Washington Post is in No Position to Talk About Trump’s “False or Misleading Claims”
Last week, the Washington Post published a click-bait headline announcing that President Trump had officially passed a milestone in his presidency. According to fact-checker Glenn Kessler, Trump has given “10,000 false or misleading claims” since assuming office in January 2017.
You don’t even have to look for another, better source to figure out why this is the biggest “false or misleading claim” of them all. Kessler points it right out for you by looking at Trump’s recent rally in Green Bay, Wisconsin. It was there, he writes, that Trump made a number of “misstatements and falsehoods,” which he proceeds to fact-check for us right there in the piece. And when you get a load of what the Washington Post is counting as a Trump Lie, you see that they aren’t exactly calling things down the middle.

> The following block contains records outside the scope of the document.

//! Two-phase merge: an optimistic attempt, then forced resolution of a
//! conflict with client-supplied content.
//!
//! ```text
//! idle -> attempting -> merged
//!                    -> conflicted -> resolving -> resolved
//!                                  <- (force-merge failed)
//! ```
//!
//! At most one workflow exists at a time. Starting a new attempt, or
//! [`cancel`](MergeWorkflowCoordinator::cancel), discards the previous one;
//! a late answer for a discarded workflow is dropped and reported as
//! [`MergeError::Superseded`].

use std::sync::{Arc, Mutex, MutexGuard};

use tracing::{debug, info, warn};
use uuid::Uuid;

use crate::errors::{CoreError, MergeError, ValidationError};
use crate::gateway::{MergeResponse, RemoteGateway};
use crate::models::BranchId;
use crate::navigation::ViewRefresher;

/// The two divergent file contents of a conflicted attempt.
#[derive(Debug, Clone, PartialEq, Eq)]
pub struct ConflictContext {
    /// Content of the source branch (`text_1`).
    pub source: String,
    /// Content of the target branch (`text_2`).
    pub target: String,
}

impl ConflictContext {
    /// Unified diff turning the target content into the source content.
    pub fn diff(&self) -> String {
        diffy::create_patch(&self.target, &self.source).to_string()
    }
}

#[derive(Debug, Clone, PartialEq, Eq)]
pub enum MergeState {
    Idle,
    Attempting,
    Merged,
    Conflicted(ConflictContext),
    Resolving(ConflictContext),
    Resolved,
}

impl MergeState {
    pub fn is_terminal(&self) -> bool {
        matches!(self, Self::Merged | Self::Resolved)
    }

    pub fn conflict(&self) -> Option<&ConflictContext> {
        match self {
            Self::Conflicted(ctx) | Self::Resolving(ctx) => Some(ctx),
            _ => None,
        }
    }
}

/// How the user chose to settle a conflict.
#[derive(Debug, Clone, PartialEq, Eq)]
pub enum Resolution {
    UseSource,
    UseTarget,
    Manual(String),
}

impl Resolution {
    /// The literal content the forced merge will write.
    pub fn content<'a>(&'a self, conflict: &'a ConflictContext) -> &'a str {
        match self {
            Self::UseSource => &conflict.source,
            Self::UseTarget => &conflict.target,
            Self::Manual(text) => text,
        }
    }
}

#[derive(Debug, Clone, PartialEq, Eq)]
pub enum MergeOutcome {
    Merged,
    Conflict(ConflictContext),
}

/// Result of [`MergeWorkflowCoordinator::attempt_merge`]. Never persisted.
#[derive(Debug, Clone, PartialEq, Eq)]
pub struct MergeAttempt {
    pub source_branch_id: BranchId,
    pub target_branch_id: BranchId,
    pub outcome: MergeOutcome,
    /// Message the service attached to a clean merge.
    pub message: Option<String>,
}

#[derive(Debug, Clone)]
struct MergeWorkflow {
    id: Uuid,
    source: BranchId,
    target: BranchId,
    state: MergeState,
}

pub struct MergeWorkflowCoordinator<G: RemoteGateway> {
    gateway: Arc<G>,
    refresher: Arc<dyn ViewRefresher>,
    workflow: Mutex<Option<MergeWorkflow>>,
}

impl<G: RemoteGateway> MergeWorkflowCoordinator<G> {
    pub fn new(gateway: Arc<G>, refresher: Arc<dyn ViewRefresher>) -> Self {
        Self {
            gateway,
            refresher,
            workflow: Mutex::new(None),
        }
    }

    fn lock(&self) -> MutexGuard<'_, Option<MergeWorkflow>> {
        self.workflow.lock().unwrap_or_else(|e| e.into_inner())
    }

    pub fn state(&self) -> MergeState {
        self.lock()
            .as_ref()
            .map(|w| w.state.clone())
            .unwrap_or(MergeState::Idle)
    }

    /// Source and target of the current workflow, if any.
    pub fn branches(&self) -> Option<(BranchId, BranchId)> {
        self.lock().as_ref().map(|w| (w.source, w.target))
    }

    /// Merge `source` into `target` without forcing. A conflict is returned
    /// as [`MergeOutcome::Conflict`] and leaves both branches untouched.
    pub async fn attempt_merge(
        &self,
        source: BranchId,
        target: BranchId,
    ) -> Result<MergeAttempt, CoreError> {
        if source == target {
            warn!(branch_id = source, "refusing to merge a branch into itself");
            return Err(ValidationError::SameBranch(source).into());
        }

        let id = Uuid::new_v4();
        {
            let mut workflow = self.lock();
            if let Some(prev) = workflow.as_ref().filter(|w| !w.state.is_terminal()) {
                info!(workflow = %prev.id, "discarding unfinished merge workflow");
            }
            *workflow = Some(MergeWorkflow {
                id,
                source,
                target,
                state: MergeState::Attempting,
            });
        }
        info!(workflow = %id, source, target, "attempting merge");

        let response = self.gateway.attempt_merge(source, target).await;
        let merged_remotely = matches!(response, Ok(MergeResponse::Merged { .. }));

        let attempt = {
            let mut guard = self.lock();
            match guard.as_mut().filter(|w| w.id == id) {
                None => None,
                Some(workflow) => Some(match response {
                    Err(e) => {
                        warn!(workflow = %id, error = %e, "merge attempt failed");
                        *guard = None;
                        return Err(e.into());
                    }
                    Ok(MergeResponse::Merged { message }) => {
                        workflow.state = MergeState::Merged;
                        MergeAttempt {
                            source_branch_id: source,
                            target_branch_id: target,
                            outcome: MergeOutcome::Merged,
                            message,
                        }
                    }
                    Ok(MergeResponse::Conflict {
                        source_text,
                        target_text,
                    }) => {
                        let conflict = ConflictContext {
                            source: source_text,
                            target: target_text,
                        };
                        workflow.state = MergeState::Conflicted(conflict.clone());
                        MergeAttempt {
                            source_branch_id: source,
                            target_branch_id: target,
                            outcome: MergeOutcome::Conflict(conflict),
                            message: None,
                        }
                    }
                }),
            }
        };

        let Some(attempt) = attempt else {
            debug!(workflow = %id, "dropping answer for superseded merge");
            if merged_remotely {
                self.refresh().await;
            }
            return Err(MergeError::Superseded(id).into());
        };

        match attempt.outcome {
            MergeOutcome::Merged => {
                info!(workflow = %id, "branches merged");
                self.refresh().await;
            }
            MergeOutcome::Conflict(_) => {
                info!(workflow = %id, "merge conflict, awaiting resolution")
            }
        }
        Ok(attempt)
    }

    /// Settle the pending conflict by forcing the merge with the content
    /// `resolution` selects. On failure the workflow stays conflicted and
    /// nothing is retried.
    pub async fn resolve_conflict(
        &self,
        resolution: Resolution,
    ) -> Result<Option<String>, CoreError> {
        let (id, source, target, conflict, content) = {
            let mut guard = self.lock();
            let workflow = guard.as_mut().ok_or(ValidationError::NoPendingConflict)?;
            let conflict = match &workflow.state {
                MergeState::Conflicted(conflict) => conflict.clone(),
                _ => return Err(ValidationError::NoPendingConflict.into()),
            };
            let content = resolution.content(&conflict).to_string();
            workflow.state = MergeState::Resolving(conflict.clone());
            (workflow.id, workflow.source, workflow.target, conflict, content)
        };
        info!(workflow = %id, source, target, ?resolution, "forcing merge");

        let result = self.gateway.force_merge(source, target, &content).await;

        let current = {
            let mut guard = self.lock();
            match guard.as_mut().filter(|w| w.id == id) {
                Some(workflow) => {
                    workflow.state = match &result {
                        Ok(_) => MergeState::Resolved,
                        Err(_) => MergeState::Conflicted(conflict),
                    };
                    true
                }
                None => false,
            }
        };

        let message = match (result, current) {
            (Ok(message), _) => message,
            (Err(e), true) => {
                warn!(workflow = %id, error = %e, "forced merge failed, conflict still pending");
                return Err(e.into());
            }
            (Err(_), false) => {
                debug!(workflow = %id, "dropping failure for superseded resolution");
                return Err(MergeError::Superseded(id).into());
            }
        };

        self.refresh().await;
        if !current {
            debug!(workflow = %id, "resolution landed after the workflow was superseded");
            return Err(MergeError::Superseded(id).into());
        }
        info!(workflow = %id, "conflict resolved");
        Ok(message)
    }

    /// Drop the current workflow. Returns whether one existed.
    pub fn cancel(&self) -> bool {
        match self.lock().take() {
            Some(workflow) => {
                info!(workflow = %workflow.id, "merge workflow cancelled");
                true
            }
            None => false,
        }
    }

    async fn refresh(&self) {
        if let Err(e) = self.refresher.refresh_views().await {
            warn!(error = %e, "views could not be refreshed after merge");
        }
    }
}
//! Scripted in-memory gateway for unit tests.
//!
//! Records every call, answers from seeded fixtures, can fail a named
//! operation, and can hold one matching call back behind a [`Notify`] gate
//! so a test controls the order in which responses arrive.

use std::collections::{HashMap, HashSet, VecDeque};
use std::sync::{Arc, Mutex};

use async_trait::async_trait;
use tokio::sync::Notify;

use super::{MergeResponse, NewCommit, RemoteGateway};
use crate::errors::GatewayError;
use crate::graph::RawGraph;
use crate::models::{
    Branch, BranchId, Commit, CommitId, CommitReceipt, FileSnapshot, Identity, IdentityId,
    Repository, RepositoryId,
};

/// One recorded gateway call.
#[derive(Debug, Clone, PartialEq, Eq)]
pub(crate) enum Call {
    ListIdentities,
    CreateIdentity(String),
    ListRepositories(Option<IdentityId>),
    CreateRepository(String, IdentityId),
    ListBranches(RepositoryId),
    CreateBranch(String, RepositoryId),
    ResetBranch(BranchId, CommitId),
    ListCommits(RepositoryId),
    GetFile(BranchId),
    CreateCommit(NewCommit),
    AttemptMerge(BranchId, BranchId),
    ForceMerge(BranchId, BranchId, String),
    GetGraph(RepositoryId),
}

impl Call {
    fn op(&self) -> &'static str {
        match self {
            Self::ListIdentities => "list_identities",
            Self::CreateIdentity(_) => "create_identity",
            Self::ListRepositories(_) => "list_repositories",
            Self::CreateRepository(..) => "create_repository",
            Self::ListBranches(_) => "list_branches",
            Self::CreateBranch(..) => "create_branch",
            Self::ResetBranch(..) => "reset_branch",
            Self::ListCommits(_) => "list_commits",
            Self::GetFile(_) => "get_file",
            Self::CreateCommit(_) => "create_commit",
            Self::AttemptMerge(..) => "attempt_merge",
            Self::ForceMerge(..) => "force_merge",
            Self::GetGraph(_) => "get_graph",
        }
    }
}

#[derive(Default)]
pub(crate) struct FakeGateway {
    pub identities: Mutex<Vec<Identity>>,
    pub repositories: Mutex<Vec<Repository>>,
    pub branches: Mutex<Vec<Branch>>,
    pub commits: Mutex<Vec<Commit>>,
    pub files: Mutex<HashMap<BranchId, String>>,
    pub graphs: Mutex<HashMap<RepositoryId, RawGraph>>,
    pub merge_responses: Mutex<VecDeque<MergeResponse>>,
    calls: Mutex<Vec<Call>>,
    gates: Mutex<Vec<(Call, Arc<Notify>)>>,
    failing: Mutex<HashSet<&'static str>>,
}

impl FakeGateway {
    pub fn new() -> Self {
        Self::default()
    }

    /// Two identities, one repository owned by the first, and three branches
    /// (`feature`, `main`, `master`) each with its own file content.
    pub fn seeded() -> Self {
        let fake = Self::new();
        fake.identities.lock().unwrap().extend([
            Identity { id: 1, display_name: "alice".into() },
            Identity { id: 2, display_name: "bob".into() },
        ]);
        fake.repositories.lock().unwrap().extend([
            Repository { id: 10, name: "notes".into(), owner_id: 1 },
            Repository { id: 11, name: "scratch".into(), owner_id: 1 },
        ]);
        fake.branches.lock().unwrap().extend([
            branch(100, "feature", 10, Some(1000)),
            branch(101, "main", 10, Some(1001)),
            branch(102, "master", 10, Some(1002)),
            branch(110, "dev", 11, None),
        ]);
        fake.commits.lock().unwrap().extend([
            commit(1000, "feature work", None),
            commit(1001, "init", None),
            commit(1002, "legacy", Some(1001)),
        ]);
        fake.files.lock().unwrap().extend([
            (100, "feature text".to_string()),
            (101, "main text".to_string()),
            (102, "master text".to_string()),
        ]);
        fake
    }

    pub fn calls(&self) -> Vec<Call> {
        self.calls.lock().unwrap().clone()
    }

    pub fn calls_to(&self, op: &str) -> Vec<Call> {
        self.calls().into_iter().filter(|c| c.op() == op).collect()
    }

    pub fn clear_calls(&self) {
        self.calls.lock().unwrap().clear();
    }

    /// Make every call to `op` fail with an HTTP 500.
    pub fn fail(&self, op: &'static str) {
        self.failing.lock().unwrap().insert(op);
    }

    pub fn recover(&self, op: &'static str) {
        self.failing.lock().unwrap().remove(op);
    }

    /// Hold back the next call equal to `call` until the returned gate is
    /// notified. `notify_one` before the call arrives stores a permit.
    pub fn hold(&self, call: Call) -> Arc<Notify> {
        let gate = Arc::new(Notify::new());
        self.gates.lock().unwrap().push((call, Arc::clone(&gate)));
        gate
    }

    pub fn queue_merge(&self, response: MergeResponse) {
        self.merge_responses.lock().unwrap().push_back(response);
    }

    async fn enter(&self, call: Call) -> Result<(), GatewayError> {
        self.calls.lock().unwrap().push(call.clone());
        let gate = {
            let mut gates = self.gates.lock().unwrap();
            gates
                .iter()
                .position(|(held, _)| *held == call)
                .map(|pos| gates.remove(pos).1)
        };
        if let Some(gate) = gate {
            gate.notified().await;
        }
        if self.failing.lock().unwrap().contains(call.op()) {
            return Err(GatewayError::Api {
                status: 500,
                body: format!("{} failed", call.op()),
            });
        }
        Ok(())
    }

    fn next_id(&self) -> i64 {
        let ids = [
            self.identities.lock().unwrap().iter().map(|i| i.id).max(),
            self.repositories.lock().unwrap().iter().map(|r| r.id).max(),
            self.branches.lock().unwrap().iter().map(|b| b.id).max(),
            self.commits.lock().unwrap().iter().map(|c| c.id).max(),
        ];
        ids.into_iter().flatten().max().unwrap_or(0) + 1
    }
}

pub(crate) fn branch(
    id: BranchId,
    name: &str,
    repository_id: RepositoryId,
    head: Option<CommitId>,
) -> Branch {
    Branch {
        id,
        name: name.into(),
        repository_id,
        head_commit_id: head,
    }
}

pub(crate) fn commit(id: CommitId, message: &str, parent: Option<CommitId>) -> Commit {
    Commit {
        id,
        message: message.into(),
        author_id: 1,
        parent_commit_id: parent,
        parent_commit_id_2: None,
        created_at: None,
    }
}

#[async_trait]
impl RemoteGateway for FakeGateway {
    async fn list_identities(&self) -> Result<Vec<Identity>, GatewayError> {
        self.enter(Call::ListIdentities).await?;
        Ok(self.identities.lock().unwrap().clone())
    }

    async fn create_identity(&self, display_name: &str) -> Result<Identity, GatewayError> {
        self.enter(Call::CreateIdentity(display_name.into())).await?;
        let identity = Identity {
            id: self.next_id(),
            display_name: display_name.into(),
        };
        self.identities.lock().unwrap().push(identity.clone());
        Ok(identity)
    }

    async fn list_repositories(
        &self,
        owner_id: Option<IdentityId>,
    ) -> Result<Vec<Repository>, GatewayError> {
        self.enter(Call::ListRepositories(owner_id)).await?;
        Ok(self
            .repositories
            .lock()
            .unwrap()
            .iter()
            .filter(|r| owner_id.map_or(true, |id| r.owner_id == id))
            .cloned()
            .collect())
    }

    async fn create_repository(
        &self,
        name: &str,
        owner_id: IdentityId,
    ) -> Result<Repository, GatewayError> {
        self.enter(Call::CreateRepository(name.into(), owner_id)).await?;
        let repository = Repository {
            id: self.next_id(),
            name: name.into(),
            owner_id,
        };
        self.repositories.lock().unwrap().push(repository.clone());
        Ok(repository)
    }

    async fn list_branches(
        &self,
        repository_id: RepositoryId,
    ) -> Result<Vec<Branch>, GatewayError> {
        self.enter(Call::ListBranches(repository_id)).await?;
        Ok(self
            .branches
            .lock()
            .unwrap()
            .iter()
            .filter(|b| b.repository_id == repository_id)
            .cloned()
            .collect())
    }

    async fn create_branch(
        &self,
        name: &str,
        repository_id: RepositoryId,
    ) -> Result<Branch, GatewayError> {
        self.enter(Call::CreateBranch(name.into(), repository_id)).await?;
        let created = branch(self.next_id(), name, repository_id, None);
        self.branches.lock().unwrap().push(created.clone());
        Ok(created)
    }

    async fn reset_branch(
        &self,
        branch_id: BranchId,
        commit_id: CommitId,
    ) -> Result<Branch, GatewayError> {
        self.enter(Call::ResetBranch(branch_id, commit_id)).await?;
        let mut branches = self.branches.lock().unwrap();
        let target = branches
            .iter_mut()
            .find(|b| b.id == branch_id)
            .ok_or_else(|| GatewayError::Api {
                status: 404,
                body: "branch not found".into(),
            })?;
        target.head_commit_id = Some(commit_id);
        Ok(target.clone())
    }

    async fn list_commits(&self, repository_id: RepositoryId) -> Result<Vec<Commit>, GatewayError> {
        self.enter(Call::ListCommits(repository_id)).await?;
        Ok(self.commits.lock().unwrap().clone())
    }

    async fn get_file(&self, branch_id: BranchId) -> Result<Vec<FileSnapshot>, GatewayError> {
        self.enter(Call::GetFile(branch_id)).await?;
        let text = self.files.lock().unwrap().get(&branch_id).cloned();
        Ok(text
            .map(|text| FileSnapshot {
                file_id: Some(1),
                commit_id: None,
                filename: Some("file.txt".into()),
                text,
                file_size: None,
                created_at: None,
            })
            .into_iter()
            .collect())
    }

    async fn create_commit(&self, new: &NewCommit) -> Result<CommitReceipt, GatewayError> {
        self.enter(Call::CreateCommit(new.clone())).await?;
        let parent = self
            .branches
            .lock()
            .unwrap()
            .iter()
            .find(|b| b.id == new.branch_id)
            .and_then(|b| b.head_commit_id);
        let created = Commit {
            id: self.next_id(),
            message: new.message.clone(),
            author_id: new.author_id,
            parent_commit_id: parent,
            parent_commit_id_2: None,
            created_at: None,
        };
        self.commits.lock().unwrap().push(created.clone());
        if let Some(b) = self
            .branches
            .lock()
            .unwrap()
            .iter_mut()
            .find(|b| b.id == new.branch_id)
        {
            b.head_commit_id = Some(created.id);
        }
        self.files
            .lock()
            .unwrap()
            .insert(new.branch_id, new.content.clone());
        Ok(CommitReceipt {
            success: true,
            commit: Some(created),
        })
    }

    async fn attempt_merge(
        &self,
        source: BranchId,
        target: BranchId,
    ) -> Result<MergeResponse, GatewayError> {
        self.enter(Call::AttemptMerge(source, target)).await?;
        Ok(self
            .merge_responses
            .lock()
            .unwrap()
            .pop_front()
            .unwrap_or(MergeResponse::Merged { message: None }))
    }

    async fn force_merge(
        &self,
        source: BranchId,
        target: BranchId,
        text: &str,
    ) -> Result<Option<String>, GatewayError> {
        self.enter(Call::ForceMerge(source, target, text.into())).await?;
        self.files.lock().unwrap().insert(target, text.into());
        Ok(Some("forced".into()))
    }

    async fn get_graph(&self, repository_id: RepositoryId) -> Result<RawGraph, GatewayError> {
        self.enter(Call::GetGraph(repository_id)).await?;
        Ok(self
            .graphs
            .lock()
            .unwrap()
            .get(&repository_id)
            .cloned()
            .unwrap_or_default())
    }
}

“He exaggerates the size of trade deficits with Japan, China, and the European Union and falsely claimed the United States loses money from such deficits,” he writes.
Yes, we remember all of those blistering WaPo stories that called Obama out for “exaggerating” claims. As for the second part, that’s a matter of opinion. The U.S. has to pay debts arising from these deficits, so in real-money terms, it is absolutely not a false claim. Furthermore, there are plenty of economists who blame trade deficits for wiping out American manufacturing, so that’s a loss of another kind. Yes, there are certain benefits to trading in deficit, but it is not “false” to say that it’s putting us at a disadvantage.
“He said he had ‘nothing to hide’ from the Russia investigation but refused to testify under oath,” Kessler continues.
Seriously? Two things can be true, you biased idiot. There are many, many reasons why Trump should have avoided an interview with Mueller, and none of them have anything to do with hiding clandestine meetings with Russian officials. Did Kessler even read the special counsel’s report?
“He continued his practice of inflating the jobs created under his administration by starting the count from the election, not his inauguration,” Kessler writes.
This is really scraping the nit-picking barrel. Furthermore, we see that as a legitimate way to count, seeing as how Trump’s election undoubtedly stirred confidence in the employment sector that would not have been there had the election gone the other way.
“He launched a series of exaggerated or false attacks on Democrats, including claiming the Green New Deal will require every building in Manhattan be replaced (no) and saying Democrats support the killing of healthy babies that have been born (no),” he writes.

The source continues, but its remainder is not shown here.